Finalement, la liste retenue comporte 80 substances (1) . Certaines substances, dont la pertinence d'une surveillance nationale devait être confirmée par la campagne expérimentale, ne seront pas mesurées. Il s'agit, notamment, pour la métropole, de l'abamectine, de l'amitrole, du chlormequat, du manèbe, du mancozèbe, du metiram, du thirame, ou encore du toxaphène . Le suivi de la plupart de ces substances nécessitait un développement analytique. Certaines substance sont déjà connues : l'Anses a retiré l'autorisation de mise sur le marché des produits à base d'amitrole en novembre 2015, le chlorméquat a fait l'objet par exemple d'une fiche de l'Anses à la suite d'un signalement d'effet indésirable et l'exposition au toxaphène peut donner lieu à une reconnaissance de maladie professionnelle (lymphome malin non hodgkinien).
1.500 prélèvements réalisés sur 50 sites
La campagne sera réalisée grâce à quelque 1.500 échantillons prélevés sur 50 sites de mesures, en France métropolitaine et en outre-mer.
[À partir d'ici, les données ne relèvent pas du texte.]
impl Shapefile {
    pub fn read(file_name: &str) -> Result<Shapefile, Error> {
        let mut sf = Shapefile {
            file_name: file_name.to_string(),
            file_mode: "r".to_string(),
            ..Default::default()
        };
        sf.read_file()?;
        Ok(sf)
    }

    pub fn new(file_name: &str, file_type: ShapeType) -> Result<Shapefile, Error> {
        let mut sf = Shapefile {
            file_name: with_shp_extension(file_name),
            file_mode: "w".to_string(),
            ..Default::default()
        };
        sf.header.shape_type = file_type;
        Ok(sf)
    }

    pub fn initialize_using_file(
        file_name: &str,
        other: &Shapefile,
        shape_type: ShapeType,
        copy_fields: bool,
    ) -> Result<Shapefile, Error> {
        let mut sf = Shapefile {
            file_name: with_shp_extension(file_name),
            file_mode: "w".to_string(),
            projection: other.projection.clone(),
            ..Default::default()
        };
        sf.header.shape_type = shape_type;
        if copy_fields {
            for field in &other.attributes.fields {
                sf.attributes.add_field(field);
            }
        }
        Ok(sf)
    }

    /// Returns the filename, in shortened form (e.g. file.shp becomes file).
    pub fn get_short_filename(&self) -> String {
        Path::new(&self.file_name)
            .file_stem()
            .map(|s| s.to_string_lossy().to_string())
            .unwrap_or_default()
    }

    /// Returns the ShapefileGeometry for a specified index, starting at zero.
    pub fn get_record(&self, index: usize) -> Option<&ShapefileGeometry> {
        self.records.get(index)
    }

    /// Adds a new ShapefileGeometry.
    pub fn add_record(&mut self, geometry: ShapefileGeometry) -> Result<(), Error> {
        if self.file_mode == "r" {
            return Err(Error::new(
                ErrorKind::Other,
                "The file was opened in read-only mode.",
            ));
        }
        if geometry.shape_type != self.header.shape_type && geometry.shape_type != ShapeType::Null
        {
            return Err(Error::new(
                ErrorKind::InvalidInput,
                format!(
                    "Attempt to add a {} record to a {} shapefile.",
                    geometry.shape_type, self.header.shape_type
                ),
            ));
        }
        self.records.push(geometry);
        self.num_records = self.records.len();
        Ok(())
    }

    /// Adds a new Point record.
    pub fn add_point_record(&mut self, x: f64, y: f64) -> Result<(), Error> {
        let mut sfg = ShapefileGeometry::new(ShapeType::Point);
        sfg.add_point(Point2D::new(x, y));
        self.add_record(sfg)
    }

    fn read_file(&mut self) -> Result<(), Error> {
        ///////////////////////////////
        // First read the geometries //
        ///////////////////////////////
        let buffer = fs::read(&self.file_name)?;
        let file_size = buffer.len();
        if file_size < HEADER_SIZE {
            return Err(Error::new(
                ErrorKind::UnexpectedEof,
                format!("{} is too short to be a shapefile.", self.file_name),
            ));
        }

        // Note: the shapefile format uses mixed endianness, so the reader's
        // byte order is switched frequently.
        let mut bor = ByteOrderReader::new(Cursor::new(buffer), Endianness::BigEndian)?;
        self.header.file_code = bor.read_i32()?;
        if self.header.file_code != FILE_CODE {
            return Err(invalid_data(format!(
                "{} is not a shapefile (file code {}).",
                self.file_name, self.header.file_code
            )));
        }
        bor.seek(24)?;
        self.header.file_length = bor.read_i32()?;

        // the rest of the header is in LittleEndian format
        bor.set_byte_order(Endianness::LittleEndian);
        self.header.version = bor.read_i32()?;
        self.header.shape_type = ShapeType::from_int(bor.read_i32()?)?;
        self.header.x_min = bor.read_f64()?;
        self.header.y_min = bor.read_f64()?;
        self.header.x_max = bor.read_f64()?;
        self.header.y_max = bor.read_f64()?;
        self.header.z_min = bor.read_f64()?;
        self.header.z_max = bor.read_f64()?;
        self.header.m_min = bor.read_f64()?;
        self.header.m_max = bor.read_f64()?;

        let declared_size = (self.header.file_length.max(0) as usize) * 2;
        let end = if declared_size >= HEADER_SIZE {
            declared_size.min(file_size)
        } else {
            file_size
        };
        while bor.pos() + 8 <= end {
            bor.set_byte_order(Endianness::BigEndian);
            bor.inc_pos(4)?; // record number
            let content_length = bor.read_i32()?.max(0) as usize * 2; // in bytes
            let start = bor.pos();
            if start + content_length > file_size {
                return Err(Error::new(
                    ErrorKind::UnexpectedEof,
                    format!("{} ends part way through a record.", self.file_name),
                ));
            }
            bor.set_byte_order(Endianness::LittleEndian);
            let sfg = read_record(&mut bor, start, content_length)?;
            self.records.push(sfg);
            bor.seek(start + content_length)?;
        }
        self.num_records = self.records.len();

        //////////////////////////////
        // Read the projection file //
        //////////////////////////////
        let prj_file = sibling_file(&self.file_name, "prj");
        if let Ok(s) = fs::read_to_string(&prj_file) {
            self.projection = s.trim().to_string();
        }

        ///////////////////////////////
        // Read the attributes table //
        ///////////////////////////////
        let dbf_file = sibling_file(&self.file_name, "dbf");
        match fs::read(&dbf_file) {
            Ok(buffer) => self.read_dbf(buffer)?,
            Err(ref e) if e.kind() == ErrorKind::NotFound => {}
            Err(e) => return Err(e),
        }

        Ok(())
    }

    fn read_dbf(&mut self, buffer: Vec<u8>) -> Result<(), Error> {
        let mut bor = ByteOrderReader::new(Cursor::new(buffer), Endianness::LittleEndian)?;
        self.attributes.header.version = bor.read_u8()?;
        self.attributes.header.year = 1900u32 + bor.read_u8()? as u32;
        self.attributes.header.month = bor.read_u8()?;
        self.attributes.header.day = bor.read_u8()?;
        let num_records = bor.read_u32()?;
        self.attributes.header.bytes_in_header = bor.read_u16()?;
        self.attributes.header.bytes_in_record = bor.read_u16()?;
        bor.seek(32)?;

        // field descriptor array, terminated by 0x0d
        while bor.peek_u8()? != 0x0d {
            let name = bor.read_utf8(11)?.replace(char::from(0), "");
            let field_type = char::from(bor.read_u8()?);
            bor.inc_pos(4)?;
            let field_length = bor.read_u8()?;
            let decimal_count = bor.read_u8()?;
            bor.inc_pos(14)?;
            self.attributes.add_field(&AttributeField {
                name: name.trim().to_string(),
                field_type: field_type,
                field_length: field_length,
                decimal_count: decimal_count,
            });
        }
        bor.seek(self.attributes.header.bytes_in_header as usize)?;

        for _ in 0..num_records {
            let deleted = bor.read_u8()? == 0x2A;
            let mut rec: Vec<FieldData> = Vec::with_capacity(self.attributes.fields.len());
            for field in &self.attributes.fields {
                let s = bor.read_utf8(field.field_length as usize)?;
                rec.push(parse_field_value(field, s.replace(char::from(0), "").trim()));
            }
            self.attributes.add_record(rec, deleted);
        }
        Ok(())
    }

    pub fn write(&mut self) -> Result<(), Error> {
        if self.file_mode == "r" {
            return Err(Error::new(
                ErrorKind::Other,
                "The file was opened in read-only mode.",
            ));
        }
        self.num_records = self.records.len(); // make sure they are the same.

        if self.attributes.get_num_fields() == 0 {
            // dBase needs at least one field
            self.attributes
                .add_field(&AttributeField::new("FID", FieldDataType::Int, 7u8, 0u8));
            for i in 0..self.num_records {
                self.attributes.add_record(vec![FieldData::Int(i as i32 + 1)], false);
            }
        }
        if self.attributes.get_num_records() != self.num_records {
            return Err(Error::new(
                ErrorKind::InvalidInput,
                format!(
                    "The attribute table has {} records but there are {} geometries.",
                    self.attributes.get_num_records(),
                    self.num_records
                ),
            ));
        }

        self.calculate_extent();
        self.write_shp()?;
        self.write_shx()?;

        if !self.projection.is_empty() {
            let mut writer = BufWriter::new(File::create(sibling_file(&self.file_name, "prj"))?);
            writer.write_all(self.projection.as_bytes())?;
        }

        self.write_dbf()
    }

    fn write_file_header<W: Write>(
        &self,
        writer: &mut ByteOrderWriter<W>,
        file_length: i32,
    ) -> Result<(), Error> {
        writer.set_byte_order(Endianness::BigEndian);
        writer.write_i32(FILE_CODE)?;
        // unused header bytes
        for _ in 0..5 {
            writer.write_i32(0i32)?;
        }
        writer.write_i32(file_length)?;
        writer.set_byte_order(Endianness::LittleEndian);
        writer.write_i32(1000i32)?; // version
        writer.write_i32(self.header.shape_type.to_int())?;
        writer.write_f64(self.header.x_min)?;
        writer.write_f64(self.header.y_min)?;
        writer.write_f64(self.header.x_max)?;
        writer.write_f64(self.header.y_max)?;
        writer.write_f64(self.header.z_min)?;
        writer.write_f64(self.header.z_max)?;
        writer.write_f64(self.header.m_min)?;
        writer.write_f64(self.header.m_max)?;
        Ok(())
    }

    fn write_shp(&self) -> Result<(), Error> {
        let f = File::create(&self.file_name)?;
        let mut writer = ByteOrderWriter::new(BufWriter::new(f), Endianness::BigEndian);

        let mut size = HEADER_SIZE as i32;
        for rec in &self.records {
            size += 8 + rec.get_length();
        }
        self.write_file_header(&mut writer, size / 2i32)?;

        for (i, rec) in self.records.iter().enumerate() {
            writer.set_byte_order(Endianness::BigEndian);
            writer.write_i32(i as i32 + 1i32)?; // Record number
            writer.write_i32(rec.get_length() / 2)?; // Content length in 16-bit words
            writer.set_byte_order(Endianness::LittleEndian);
            write_record(&mut writer, rec)?;
        }
        writer.flush()
    }

    fn write_shx(&self) -> Result<(), Error> {
        let f = File::create(sibling_file(&self.file_name, "shx"))?;
        let mut writer = ByteOrderWriter::new(BufWriter::new(f), Endianness::BigEndian);
        let file_length = (HEADER_SIZE + 8 * self.num_records) as i32 / 2i32; // in 16-bit words
        self.write_file_header(&mut writer, file_length)?;

        writer.set_byte_order(Endianness::BigEndian);
        let mut pos = HEADER_SIZE as i32;
        for rec in &self.records {
            writer.write_i32(pos / 2)?; // offset
            writer.write_i32(rec.get_length() / 2)?; // Content length in 16-bit words
            pos += 8 + rec.get_length();
        }
        writer.flush()
    }

    fn write_dbf(&mut self) -> Result<(), Error> {
        let f = File::create(sibling_file(&self.file_name, "dbf"))?;
        let mut writer = ByteOrderWriter::new(BufWriter::new(f), Endianness::LittleEndian);

        self.attributes.header.version = 3;
        writer.write_u8(3u8)?;
        let now = Local::now();
        writer.write_u8((now.year() - 1900) as u8)?;
        writer.write_u8(now.month() as u8)?;
        writer.write_u8(now.day() as u8)?;

        writer.write_u32(self.attributes.get_num_records() as u32)?;
        let header_size = 32u16 + self.attributes.get_num_fields() as u16 * 32u16 + 1u16;
        self.attributes.header.bytes_in_header = header_size;
        writer.write_u16(header_size)?;

        let bytes_in_record: u16 = 1 + self
            .attributes
            .fields
            .iter()
            .map(|f| f.field_length as u16)
            .sum::<u16>();
        self.attributes.header.bytes_in_record = bytes_in_record;
        writer.write_u16(bytes_in_record)?;

        // reserved or unused bytes
        for _ in 0..20 {
            writer.write_u8(0u8)?;
        }

        // Field descriptor array
        for field in &self.attributes.fields {
            let mut name = field.name.as_bytes().to_vec();
            name.truncate(10);
            name.resize(11, 0u8);
            writer.write_bytes(&name)?;
            writer.write_u8(field.field_type as u8)?;
            for _ in 0..4 {
                writer.write_u8(0u8)?;
            }
            writer.write_u8(field.field_length)?;
            writer.write_u8(field.decimal_count)?;
            for _ in 0..14 {
                writer.write_u8(0u8)?;
            }
        }
        writer.write_u8(0x0D)?; // terminator byte

        let null = FieldData::Null;
        for i in 0..self.attributes.get_num_records() {
            writer.write_u8(if self.attributes.is_deleted(i) { 0x2A } else { 0x20 })?;
            let rec = self.attributes.get_record(i).cloned().unwrap_or_default();
            for (j, field) in self.attributes.fields.iter().enumerate() {
                let value = rec.get(j).unwrap_or(&null);
                writer.write_bytes(&format_field_value(field, value))?;
            }
        }

        writer.write_u8(0x1A)?; // file terminator byte
        writer.flush()
    }

    fn calculate_extent(&mut self) {
        let mut bb = BoundingBox::default();
        let (mut z_min, mut z_max) = (f64::INFINITY, f64::NEG_INFINITY);
        let (mut m_min, mut m_max) = (f64::INFINITY, f64::NEG_INFINITY);
        for rec in &self.records {
            for p in &rec.points {
                bb.expand_to_point(p);
            }
            for z in &rec.z_array {
                z_min = z_min.min(*z);
                z_max = z_max.max(*z);
            }
            for m in &rec.m_array {
                m_min = m_min.min(*m);
                m_max = m_max.max(*m);
            }
        }
        let finite_or_zero = |v: f64| if v.is_finite() { v } else { 0f64 };
        self.header.x_min = finite_or_zero(bb.min_x);
        self.header.y_min = finite_or_zero(bb.min_y);
        self.header.x_max = finite_or_zero(bb.max_x);
        self.header.y_max = finite_or_zero(bb.max_y);
        self.header.z_min = finite_or_zero(z_min);
        self.header.z_max = finite_or_zero(z_max);
        self.header.m_min = finite_or_zero(m_min);
        self.header.m_max = finite_or_zero(m_max);
    }
}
La répartition des sites de prélèvements tient compte des différents types de zones d'habitation, avec 52% de sites urbains ou péri-urbains et 48% de sites ruraux. Ils tiennent aussi compte des productions agricoles, avec 40% de sites en grandes cultures, 22% de sites viticoles, 22% de sites arboricoles, 14% de sites en maraîchage et 6% de sites d'élevage. En outre, chaque région aura entre un et six sites pour couvrir les différentes situations d'exposition aux pesticides dans l'air. Le ministère de la Transition écologique co-finance les dispositifs de prélèvement.
Les mesures seront réalisées sur la base d'un protocole harmonisé, financé par l'Agence française de la biodiversité (AFB) dans le cadre du plan Ecophyto. Il a été défini sur la base des recommandations de l'Anses et de l'Ineris. Ces travaux ont été menés par le laboratoire central de surveillance de la qualité de l'air (LCSQA), en lien avec les associations de surveillance de l'air des Régions Grand Est et Provence-Alpes-Côte d'Azur (Paca).
Les Aasqa réaliseront les prélèvements sur le terrain. L'Ineris assurera l'appui technique, pilotera l'analyse des échantillons et exploitera les données. L'Anses apporte son soutien scientifique et prend en charge le financement de cette campagne dans le cadre du dispositif de phytopharmacovigilance mis en place en 2015 et dont l'objectif est de surveiller les effets indésirables des produits phytopharmaceutiques.